市川由紀乃
(キング)
『さいはて海峡』
〜ソングブック11月号原稿より〜

大人の女の切なさ満ちて…
「癒し系女性演歌歌手」も味わい深まって来ました。

  10月30日に新曲『さいはて海峡』をリリース。大好評を得た『海峡氷雨』(本誌の第11回日本流行歌大賞受賞)、初の夫婦演歌『絆坂』に次ぐ市川昭介メロディーの3作目。
「女の切なさを感じていただけたら、うれしいのですが…」。
 そう語る穏やかな口調、優しさ満ちた表情。新曲を聴けば…その歌詞、そのメロディーを慈しむかの丁寧な歌唱から伺える優しさ、そのソフトな歌声から心がなごんで来ます。噂の「癒し系女性演歌歌手」に納得。だが、良く聴き込めば…そんな優しい女が北の海峡を旅せずにはいられない哀愁が胸を打って、味わい深い仕上がり。持ち味を充分に発揮です。

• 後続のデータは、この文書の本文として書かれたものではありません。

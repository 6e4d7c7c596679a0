//! Monthly allowance tracking.
//!
//! The allowance summary is always computed for the calendar month containing
//! "now", regardless of the time frame the user is viewing.

use crate::{
    aggregation::total_spend,
    time_frame::{TimeFrame, filter_by_time_frame},
    timezone::LocalNow,
    transaction::Transaction,
};

/// The monthly allowance used when none has been set.
pub const DEFAULT_MONTHLY_ALLOWANCE: f64 = 1000.0;

/// The fraction of the allowance above which spending is flagged as [BudgetStatus::Warning].
const WARNING_THRESHOLD: f64 = 0.75;

/// How monthly spending compares to the allowance.
#[derive(Debug, Clone, Copy, PartialEq, Eq)]
pub enum BudgetStatus {
    /// At most 75% of the allowance has been spent.
    OnTrack,
    /// More than 75% of the allowance has been spent.
    Warning,
    /// The whole allowance has been spent.
    Exceeded,
}

/// Spending for the current month measured against the monthly allowance.
#[derive(Debug, Clone, PartialEq)]
pub struct AllowanceSummary {
    /// The budget for the month.
    pub monthly_allowance: f64,
    /// The total spent since the first of the month.
    pub monthly_spending: f64,
    /// The number of days in the current month.
    pub days_in_month: u8,
    /// The day of the month, i.e. the number of days passed including today.
    pub days_passed: u8,
    /// The days left in the month after today.
    pub days_remaining: u8,
    /// The allowance minus monthly spending, negative when overspent.
    pub allowance_remaining: f64,
    /// How much can be spent per remaining day to stay within the allowance.
    pub daily_budget: f64,
}

impl AllowanceSummary {
    /// Compute the allowance summary for the month containing `now`.
    ///
    /// `transactions` should be the full transaction list, not a filtered one.
    pub fn new(
        transactions: &[Transaction],
        monthly_allowance: f64,
        now: impl Into<LocalNow>,
    ) -> Self {
        let now = now.into();
        let this_month = filter_by_time_frame(transactions, TimeFrame::Month, now);
        let monthly_spending = total_spend(&this_month);

        let today = now.today();
        let days_in_month = time::util::days_in_year_month(today.year(), today.month());
        let days_passed = today.day();
        let days_remaining = days_in_month - days_passed;

        let allowance_remaining = monthly_allowance - monthly_spending;
        // On the last day of the month there are no days remaining, so the
        // whole remainder is budgeted for today.
        let daily_budget = allowance_remaining / f64::from(days_remaining.max(1));

        Self {
            monthly_allowance,
            monthly_spending,
            days_in_month,
            days_passed,
            days_remaining,
            allowance_remaining,
            daily_budget,
        }
    }

    /// Monthly spending as a percentage of the allowance, clamped to `[0, 100]`.
    ///
    /// A zero allowance is reported as fully consumed.
    pub fn percent_consumed(&self) -> f64 {
        match self.spending_percentage() {
            Some(percentage) => percentage.clamp(0.0, 100.0),
            None => 100.0,
        }
    }

    /// Monthly spending as a percentage of the allowance, which may exceed 100.
    ///
    /// Returns `None` if the allowance is zero.
    pub fn spending_percentage(&self) -> Option<f64> {
        if self.monthly_allowance > 0.0 {
            Some(self.monthly_spending / self.monthly_allowance * 100.0)
        } else {
            None
        }
    }

    /// The remaining allowance, floored at zero.
    pub fn remaining_for_display(&self) -> f64 {
        self.allowance_remaining.max(0.0)
    }

    /// The daily budget, floored at zero.
    pub fn daily_budget_for_display(&self) -> f64 {
        self.daily_budget.max(0.0)
    }

    /// Whether the allowance has been overspent.
    pub fn is_over_budget(&self) -> bool {
        self.allowance_remaining < 0.0
    }

    /// Classify monthly spending against the allowance.
    pub fn status(&self) -> BudgetStatus {
        if self.monthly_spending >= self.monthly_allowance {
            BudgetStatus::Exceeded
        } else if self.monthly_spending / self.monthly_allowance > WARNING_THRESHOLD {
            BudgetStatus::Warning
        } else {
            BudgetStatus::OnTrack
        }
    }
}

「耳から伝えるのみではなく、今度は歌っている時の表情からも情感が伝わる…そんな表現力も身につけたいと思います」  17歳でデビューして今、25歳。そろそろ背伸びせずに演歌が唄える年齢。本人にも、大人の女になって来た自負があって、男性演歌ファンにとっても嬉しい存在になりつつあります。
「今までは中高年の女性カラオケ層に囲まれている時が、幸せで落ち着けるひとときだったのですが…」
 男性ファンが増え、さらには4月開始の文化放送「走れ歌謡曲」木曜早朝担当を通し、若者達から演歌歌手ではなく優しいパーソナリティーのお姉さん的慕われ方をして、恋の悩みなどの相談相手にもなっている。また同番組にゲスト出演する先輩歌手たちと語り合う機会も増え、大人に向かって急成長中。
「デビュー当初は詞の意味が実感できなかったことがままありましたが…」
 と語るその微笑みは、すでに少女のそれではなく、癒し系ならではの包容力を感じさせる豊かな女の風情。新曲カップリング『昭和生まれの渡り鳥』はアップテンポの現代女性の股旅風仕上がりで、聴いていると元気が出て来る人生応援歌だが、巻き舌歌唱にどこか姐御肌もチラッと感じさせて、ますます楽しみです。
 そして目下のテーマはステージ活動の、より以上の活発化だろうか…。
「7周年の時のステージの感動が未だに胸の奥で燃えています。全スタッフが私を支えてくれてのステージ、そして観客の拍手…。ツアーとまでは言いませんが、せめて大都市コンサートを実現したく思っています」
 着実に増えているファン、話題曲も生まれ、そして今、期待の新曲です。由紀乃ちゃんの明日に熱く注目するより他にないだろう。 
 数年後を想像してもらったら「尖ったハイヒールの似合う女性になれたらいいなぁ」。時代を走るキャリア豊かないい女…。そんな由紀乃さんが着物姿になれば一転し、今度は誰をも穏やかな気分にさせる大いなる癒しの存在。そんな相反するダブル・イメージを獲得したら、それはもうきっとスーパースター。そ〜です、大ヒットを放てばその瞬間に大スターですから、夢じゃないかもで〜す。応援して下さい。